Work task: Go through the records below and copy out every line holding "parameters".

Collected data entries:
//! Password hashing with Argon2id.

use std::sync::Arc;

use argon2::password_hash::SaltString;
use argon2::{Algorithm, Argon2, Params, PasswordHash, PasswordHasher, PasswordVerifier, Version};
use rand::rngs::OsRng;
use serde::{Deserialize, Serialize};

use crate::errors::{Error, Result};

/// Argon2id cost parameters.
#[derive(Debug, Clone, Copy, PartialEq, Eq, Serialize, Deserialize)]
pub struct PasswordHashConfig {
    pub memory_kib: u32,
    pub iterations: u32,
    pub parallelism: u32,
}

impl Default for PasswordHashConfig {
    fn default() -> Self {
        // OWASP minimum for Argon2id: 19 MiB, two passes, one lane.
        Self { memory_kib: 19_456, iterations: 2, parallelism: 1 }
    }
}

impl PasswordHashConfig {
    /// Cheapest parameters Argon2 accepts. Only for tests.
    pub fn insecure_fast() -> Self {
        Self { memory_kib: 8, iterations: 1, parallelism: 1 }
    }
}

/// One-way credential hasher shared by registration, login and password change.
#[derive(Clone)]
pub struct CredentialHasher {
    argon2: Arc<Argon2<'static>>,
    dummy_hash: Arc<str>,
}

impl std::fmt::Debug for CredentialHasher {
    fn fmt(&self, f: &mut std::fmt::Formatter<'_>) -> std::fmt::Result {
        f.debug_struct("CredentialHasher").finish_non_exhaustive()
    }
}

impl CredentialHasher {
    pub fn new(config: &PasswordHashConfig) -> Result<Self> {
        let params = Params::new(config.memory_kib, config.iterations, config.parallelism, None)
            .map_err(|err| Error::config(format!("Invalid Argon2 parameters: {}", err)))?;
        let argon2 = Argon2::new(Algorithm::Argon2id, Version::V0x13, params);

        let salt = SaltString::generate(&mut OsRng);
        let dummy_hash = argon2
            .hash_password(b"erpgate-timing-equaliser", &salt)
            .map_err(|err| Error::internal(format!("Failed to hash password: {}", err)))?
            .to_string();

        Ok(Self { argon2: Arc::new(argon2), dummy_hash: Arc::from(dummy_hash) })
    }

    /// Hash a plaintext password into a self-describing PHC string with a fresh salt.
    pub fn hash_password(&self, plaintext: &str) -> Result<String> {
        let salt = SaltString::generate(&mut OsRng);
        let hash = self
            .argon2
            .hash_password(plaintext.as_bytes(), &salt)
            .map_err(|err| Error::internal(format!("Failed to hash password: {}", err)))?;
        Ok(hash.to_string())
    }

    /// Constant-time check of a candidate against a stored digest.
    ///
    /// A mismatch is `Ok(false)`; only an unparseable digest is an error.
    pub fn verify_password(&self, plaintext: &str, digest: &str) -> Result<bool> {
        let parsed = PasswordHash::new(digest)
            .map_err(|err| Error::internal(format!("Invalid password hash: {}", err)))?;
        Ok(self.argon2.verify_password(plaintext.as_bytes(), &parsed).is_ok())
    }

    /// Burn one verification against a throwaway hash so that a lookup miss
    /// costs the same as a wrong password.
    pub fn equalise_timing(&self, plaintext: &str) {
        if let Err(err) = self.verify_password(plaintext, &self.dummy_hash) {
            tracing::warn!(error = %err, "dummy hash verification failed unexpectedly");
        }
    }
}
---
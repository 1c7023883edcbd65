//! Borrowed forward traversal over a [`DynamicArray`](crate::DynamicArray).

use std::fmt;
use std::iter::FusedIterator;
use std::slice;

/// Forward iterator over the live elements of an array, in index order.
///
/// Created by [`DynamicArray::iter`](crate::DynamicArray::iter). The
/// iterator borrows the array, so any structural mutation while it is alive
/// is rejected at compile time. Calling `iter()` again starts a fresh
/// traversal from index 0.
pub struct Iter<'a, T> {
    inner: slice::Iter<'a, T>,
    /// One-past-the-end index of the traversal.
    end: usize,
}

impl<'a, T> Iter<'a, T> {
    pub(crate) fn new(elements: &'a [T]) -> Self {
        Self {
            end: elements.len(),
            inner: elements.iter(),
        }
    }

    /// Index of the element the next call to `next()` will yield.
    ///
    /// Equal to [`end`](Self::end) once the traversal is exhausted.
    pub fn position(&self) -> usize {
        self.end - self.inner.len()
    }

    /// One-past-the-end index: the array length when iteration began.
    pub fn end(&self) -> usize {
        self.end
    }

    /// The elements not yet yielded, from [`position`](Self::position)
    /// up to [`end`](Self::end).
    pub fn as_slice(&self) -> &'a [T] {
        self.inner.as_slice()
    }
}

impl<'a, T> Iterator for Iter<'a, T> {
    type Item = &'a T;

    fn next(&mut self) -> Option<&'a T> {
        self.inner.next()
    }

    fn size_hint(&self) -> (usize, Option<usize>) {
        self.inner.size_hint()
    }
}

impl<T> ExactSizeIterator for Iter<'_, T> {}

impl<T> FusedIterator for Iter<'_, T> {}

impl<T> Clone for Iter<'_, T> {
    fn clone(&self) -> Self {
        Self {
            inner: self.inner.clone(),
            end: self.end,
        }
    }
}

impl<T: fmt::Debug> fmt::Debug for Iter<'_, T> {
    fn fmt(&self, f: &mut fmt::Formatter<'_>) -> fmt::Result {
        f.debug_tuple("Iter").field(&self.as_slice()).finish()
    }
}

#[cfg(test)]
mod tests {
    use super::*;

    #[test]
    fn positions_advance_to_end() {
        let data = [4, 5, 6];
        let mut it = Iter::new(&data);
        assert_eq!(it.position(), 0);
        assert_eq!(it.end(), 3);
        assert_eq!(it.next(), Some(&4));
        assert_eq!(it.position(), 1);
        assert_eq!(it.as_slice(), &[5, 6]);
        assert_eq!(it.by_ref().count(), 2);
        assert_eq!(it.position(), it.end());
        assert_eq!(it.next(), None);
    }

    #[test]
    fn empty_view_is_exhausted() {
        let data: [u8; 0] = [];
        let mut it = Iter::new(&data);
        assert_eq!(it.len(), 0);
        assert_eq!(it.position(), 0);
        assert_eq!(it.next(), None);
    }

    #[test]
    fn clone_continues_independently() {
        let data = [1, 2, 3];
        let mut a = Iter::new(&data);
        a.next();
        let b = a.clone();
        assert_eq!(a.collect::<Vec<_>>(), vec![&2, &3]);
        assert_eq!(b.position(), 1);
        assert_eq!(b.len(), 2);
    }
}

Expected answer:
/// Argon2id cost parameters.
    /// Cheapest parameters Argon2 accepts. Only for tests.
            .map_err(|err| Error::config(format!("Invalid Argon2 parameters: {}", err)))?;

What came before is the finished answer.